» TASK PROMPT
From the records below, report the number of lines that contain "Duration", and add nothing.

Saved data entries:
# # # # #

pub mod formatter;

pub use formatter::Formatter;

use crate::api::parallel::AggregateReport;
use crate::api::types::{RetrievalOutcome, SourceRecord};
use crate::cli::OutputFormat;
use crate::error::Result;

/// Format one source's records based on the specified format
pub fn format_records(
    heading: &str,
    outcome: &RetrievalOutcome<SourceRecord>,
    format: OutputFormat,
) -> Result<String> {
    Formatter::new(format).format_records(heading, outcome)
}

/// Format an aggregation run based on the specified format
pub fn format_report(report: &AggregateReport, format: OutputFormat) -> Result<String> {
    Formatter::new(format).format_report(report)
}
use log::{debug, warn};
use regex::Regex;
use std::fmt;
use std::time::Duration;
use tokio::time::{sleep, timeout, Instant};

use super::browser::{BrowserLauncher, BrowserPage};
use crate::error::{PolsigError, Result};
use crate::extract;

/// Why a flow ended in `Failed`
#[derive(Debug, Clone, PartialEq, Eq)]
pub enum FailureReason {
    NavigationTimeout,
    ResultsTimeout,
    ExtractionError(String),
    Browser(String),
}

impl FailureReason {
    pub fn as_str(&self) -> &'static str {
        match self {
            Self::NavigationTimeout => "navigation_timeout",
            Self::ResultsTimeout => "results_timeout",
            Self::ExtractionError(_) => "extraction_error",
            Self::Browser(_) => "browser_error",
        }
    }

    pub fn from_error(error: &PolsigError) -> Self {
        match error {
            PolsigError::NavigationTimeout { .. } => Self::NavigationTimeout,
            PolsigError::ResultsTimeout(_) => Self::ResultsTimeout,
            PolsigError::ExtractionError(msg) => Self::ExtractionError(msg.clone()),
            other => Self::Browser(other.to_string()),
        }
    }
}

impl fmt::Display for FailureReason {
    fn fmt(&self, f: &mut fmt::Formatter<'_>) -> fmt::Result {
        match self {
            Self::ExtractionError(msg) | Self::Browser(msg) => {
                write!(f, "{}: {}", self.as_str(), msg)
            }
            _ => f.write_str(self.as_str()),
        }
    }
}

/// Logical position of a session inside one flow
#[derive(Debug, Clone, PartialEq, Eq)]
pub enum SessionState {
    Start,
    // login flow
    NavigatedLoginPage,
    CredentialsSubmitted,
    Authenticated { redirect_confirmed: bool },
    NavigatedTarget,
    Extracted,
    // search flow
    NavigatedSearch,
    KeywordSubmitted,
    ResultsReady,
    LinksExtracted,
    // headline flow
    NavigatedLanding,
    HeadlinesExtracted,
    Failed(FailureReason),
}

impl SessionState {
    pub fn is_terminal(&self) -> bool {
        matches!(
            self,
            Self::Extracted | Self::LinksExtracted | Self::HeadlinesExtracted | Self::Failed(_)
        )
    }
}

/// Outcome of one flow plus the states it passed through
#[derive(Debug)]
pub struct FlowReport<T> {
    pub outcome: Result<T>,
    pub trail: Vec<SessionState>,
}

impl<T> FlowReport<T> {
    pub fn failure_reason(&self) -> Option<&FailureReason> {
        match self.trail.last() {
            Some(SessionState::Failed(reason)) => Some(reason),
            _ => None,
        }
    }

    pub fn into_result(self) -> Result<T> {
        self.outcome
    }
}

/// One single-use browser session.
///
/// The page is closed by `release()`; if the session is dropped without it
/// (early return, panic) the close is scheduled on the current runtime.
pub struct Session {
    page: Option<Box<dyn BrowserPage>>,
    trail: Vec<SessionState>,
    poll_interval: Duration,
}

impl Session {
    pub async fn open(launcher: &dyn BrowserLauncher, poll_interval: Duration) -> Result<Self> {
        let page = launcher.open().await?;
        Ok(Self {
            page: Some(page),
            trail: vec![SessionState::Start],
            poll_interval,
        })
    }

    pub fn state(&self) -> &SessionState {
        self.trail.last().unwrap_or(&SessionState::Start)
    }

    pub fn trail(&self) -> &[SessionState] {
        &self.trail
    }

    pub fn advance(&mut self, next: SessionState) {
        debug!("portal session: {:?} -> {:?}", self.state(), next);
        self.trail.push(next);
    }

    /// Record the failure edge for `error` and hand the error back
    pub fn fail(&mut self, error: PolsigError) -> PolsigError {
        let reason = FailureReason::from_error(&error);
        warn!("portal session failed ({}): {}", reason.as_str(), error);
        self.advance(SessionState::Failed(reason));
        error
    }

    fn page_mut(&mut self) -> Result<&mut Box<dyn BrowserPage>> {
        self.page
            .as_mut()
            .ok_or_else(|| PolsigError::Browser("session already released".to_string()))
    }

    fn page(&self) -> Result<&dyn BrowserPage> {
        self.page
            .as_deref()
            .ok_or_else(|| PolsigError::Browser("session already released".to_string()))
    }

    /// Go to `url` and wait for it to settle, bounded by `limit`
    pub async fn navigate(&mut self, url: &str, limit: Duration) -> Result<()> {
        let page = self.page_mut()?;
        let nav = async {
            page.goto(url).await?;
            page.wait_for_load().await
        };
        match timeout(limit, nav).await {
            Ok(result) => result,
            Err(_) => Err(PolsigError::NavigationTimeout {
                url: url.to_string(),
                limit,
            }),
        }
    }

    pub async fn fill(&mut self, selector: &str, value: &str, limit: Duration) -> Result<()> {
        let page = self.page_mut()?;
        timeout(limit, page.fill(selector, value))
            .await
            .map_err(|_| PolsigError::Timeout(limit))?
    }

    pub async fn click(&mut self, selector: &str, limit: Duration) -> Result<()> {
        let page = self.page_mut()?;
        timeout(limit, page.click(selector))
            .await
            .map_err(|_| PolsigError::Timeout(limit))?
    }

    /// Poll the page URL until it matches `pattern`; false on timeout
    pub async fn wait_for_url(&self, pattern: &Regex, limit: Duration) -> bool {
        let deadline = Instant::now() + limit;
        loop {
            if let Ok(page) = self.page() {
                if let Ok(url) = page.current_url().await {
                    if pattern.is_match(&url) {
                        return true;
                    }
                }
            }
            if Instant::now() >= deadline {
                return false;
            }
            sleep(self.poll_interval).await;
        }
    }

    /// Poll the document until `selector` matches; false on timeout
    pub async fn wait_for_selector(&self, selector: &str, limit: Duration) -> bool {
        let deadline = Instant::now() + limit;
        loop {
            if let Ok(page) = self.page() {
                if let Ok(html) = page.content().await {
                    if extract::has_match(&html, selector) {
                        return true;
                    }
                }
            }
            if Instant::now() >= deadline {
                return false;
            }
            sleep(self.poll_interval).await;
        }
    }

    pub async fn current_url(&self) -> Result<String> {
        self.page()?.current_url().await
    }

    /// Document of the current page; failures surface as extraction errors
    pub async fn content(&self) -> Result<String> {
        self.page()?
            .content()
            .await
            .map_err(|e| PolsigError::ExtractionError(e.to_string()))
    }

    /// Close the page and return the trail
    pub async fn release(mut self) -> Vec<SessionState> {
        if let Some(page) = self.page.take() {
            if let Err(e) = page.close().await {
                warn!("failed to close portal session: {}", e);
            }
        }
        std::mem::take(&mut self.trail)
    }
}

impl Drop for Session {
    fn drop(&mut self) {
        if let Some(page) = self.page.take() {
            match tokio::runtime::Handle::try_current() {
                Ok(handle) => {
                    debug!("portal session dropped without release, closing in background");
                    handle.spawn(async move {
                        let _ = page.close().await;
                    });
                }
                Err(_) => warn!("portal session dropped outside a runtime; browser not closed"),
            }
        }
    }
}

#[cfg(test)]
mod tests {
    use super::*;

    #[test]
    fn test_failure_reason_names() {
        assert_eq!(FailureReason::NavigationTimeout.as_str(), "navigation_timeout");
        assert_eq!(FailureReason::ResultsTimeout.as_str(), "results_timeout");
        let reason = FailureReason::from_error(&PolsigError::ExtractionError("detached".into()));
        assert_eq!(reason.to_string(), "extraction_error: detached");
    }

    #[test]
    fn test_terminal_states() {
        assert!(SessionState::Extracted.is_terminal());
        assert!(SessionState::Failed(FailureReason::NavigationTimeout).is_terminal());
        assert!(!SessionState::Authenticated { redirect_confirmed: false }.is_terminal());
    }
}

# # # # #

» RESPONSE AREA
8